Bodily injury claims now account for 36% of all motor insurance premium compared to 23% in 1993.
While this is partly explained by soft market conditions over this period, the rise and volume of personal injury claims has played an important part.
"Nearly half of the 12% escalation rate between 1992 and 1997 is caused by the rise in the number of people filing claims," explains Phil Ellis, an actuary at English Matthews Brockman.
"If you were in a minor road accident ten years ago you probably just claimed for damage.
"Nowadays everyone seems to have suffered whiplash as well."
The evidence shows that many of the increasing number of claims fall in the range between £5,000 to £15,000. These are precisely the claims sizes that would be expected to occur as a result of the litigious effect.
Television, and other mass media advertising of personal injury-related services, is helping to fuel this compensation culture, as is the wide use of legal expense cover and the new "no-win no-fee" arrangements offered by solicitors.

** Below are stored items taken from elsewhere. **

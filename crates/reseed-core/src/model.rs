//! Core domain types shared by the reader, locator, and daemon adapters.

use std::fmt::{self, Display, Formatter};
use std::path::{Path, PathBuf};

use serde::{Deserialize, Serialize};
use thiserror::Error;

/// Hex-encoded torrent info hash, normalised to lowercase.
///
/// Accepts 40 characters (`BitTorrent` v1, SHA-1) or 64 characters (v2, SHA-256).
#[derive(Debug, Clone, PartialEq, Eq, Hash, Serialize, Deserialize)]
#[serde(try_from = "String", into = "String")]
pub struct InfoHash(String);

/// Raised when a string is not a valid hex info hash.
#[derive(Debug, Error)]
#[error("info hash must be 40 or 64 hexadecimal characters")]
pub struct InvalidInfoHash {
    /// Rejected input.
    pub value: String,
}

impl InfoHash {
    /// Parse and normalise a hex info hash.
    ///
    /// # Errors
    ///
    /// Returns [`InvalidInfoHash`] when the input has the wrong length or
    /// contains non-hex characters.
    pub fn parse(raw: &str) -> Result<Self, InvalidInfoHash> {
        let valid_len = matches!(raw.len(), 40 | 64);
        if valid_len && raw.bytes().all(|byte| byte.is_ascii_hexdigit()) {
            Ok(Self(raw.to_ascii_lowercase()))
        } else {
            Err(InvalidInfoHash {
                value: raw.to_string(),
            })
        }
    }

    /// Borrow the normalised hex string.
    #[must_use]
    pub fn as_str(&self) -> &str {
        &self.0
    }
}

impl TryFrom<String> for InfoHash {
    type Error = InvalidInfoHash;

    fn try_from(value: String) -> Result<Self, Self::Error> {
        Self::parse(&value)
    }
}

impl From<InfoHash> for String {
    fn from(hash: InfoHash) -> Self {
        hash.0
    }
}

impl Display for InfoHash {
    fn fmt(&self, formatter: &mut Formatter<'_>) -> fmt::Result {
        formatter.write_str(&self.0)
    }
}

/// A file declared by a multi-file torrent.
#[derive(Debug, Clone, PartialEq, Eq, Serialize, Deserialize)]
pub struct FileEntry {
    /// Path segments relative to the torrent's root folder.
    pub path: Vec<String>,
}

impl FileEntry {
    /// Build an entry from its path segments.
    #[must_use]
    pub fn new<I, S>(segments: I) -> Self
    where
        I: IntoIterator<Item = S>,
        S: Into<String>,
    {
        Self {
            path: segments.into_iter().map(Into::into).collect(),
        }
    }
}

/// Parsed torrent metadata needed to locate its data on disk.
#[derive(Debug, Clone, PartialEq, Eq, Serialize, Deserialize)]
pub struct TorrentDescriptor {
    /// Unique key the daemon indexes torrents by.
    pub info_hash: InfoHash,
    /// Declared name: the file name for single-file torrents, the root
    /// folder name otherwise.
    pub name: String,
    /// Declared files; `None` for single-file torrents.
    pub files: Option<Vec<FileEntry>>,
}

impl TorrentDescriptor {
    /// Whether the torrent describes a single file rather than a folder.
    #[must_use]
    pub const fn is_single_file(&self) -> bool {
        self.files.is_none()
    }
}

/// Absolute path reported by the filesystem index.
#[derive(Debug, Clone, PartialEq, Eq, Serialize, Deserialize)]
pub struct LocationCandidate(PathBuf);

impl LocationCandidate {
    /// Wrap a located path.
    #[must_use]
    pub fn new(path: impl Into<PathBuf>) -> Self {
        Self(path.into())
    }

    /// Borrow the located path.
    #[must_use]
    pub fn path(&self) -> &Path {
        &self.0
    }
}

/// Folder rename applied after the torrent is registered.
#[derive(Debug, Clone, PartialEq, Eq, Serialize, Deserialize)]
pub struct FolderRename {
    /// Folder name declared by the torrent.
    pub from: String,
    /// Folder name found on disk.
    pub to: String,
}

/// Where the daemon should look for the torrent's data.
#[derive(Debug, Clone, PartialEq, Eq, Serialize, Deserialize)]
pub struct ResolvedLocation {
    /// Directory registered as the torrent's download location.
    pub download_location: String,
    /// Rename needed when the on-disk folder differs from the declared name.
    pub rename: Option<FolderRename>,
}

/// Subset of the daemon's status table the importer reads.
#[derive(Debug, Clone, Default, PartialEq, Eq, Serialize, Deserialize)]
pub struct TorrentStatus {
    /// Display name known to the daemon.
    pub name: Option<String>,
    /// Directory the daemon stores the torrent under.
    pub save_path: Option<String>,
}

/// Result of a completed import run.
#[derive(Debug, Clone, PartialEq, Eq, Serialize, Deserialize)]
#[serde(tag = "outcome", rename_all = "snake_case")]
pub enum ImportOutcome {
    /// The daemon already tracks this info hash; nothing was changed.
    AlreadyAdded {
        /// Info hash found in the daemon.
        info_hash: InfoHash,
    },
    /// The torrent was registered against the located data.
    Added {
        /// Identifier returned by the daemon.
        torrent_id: String,
        /// Location the torrent was registered with.
        location: ResolvedLocation,
        /// Status reported right after registration, when available.
        status: Option<TorrentStatus>,
    },
}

At the other end of the scale, there is also a notable increase in the number of high value claims - those over £200,000.
The changes to the Ogden Tables has had the biggest impact. The figure used to calculate the annual investment return expected for serious injury awards was dropped from 4.5% to 3%, which meant the initial payout has to be much greater.
"Although this report only covers a two-year period the extent and significance of this change has been extraordinary," the report states.
To offset some of the claims inflation, the report advises the insurance industry to pare down costs.
It suggests that rehabilitation and structured settlement could be the way forward for the largest claims.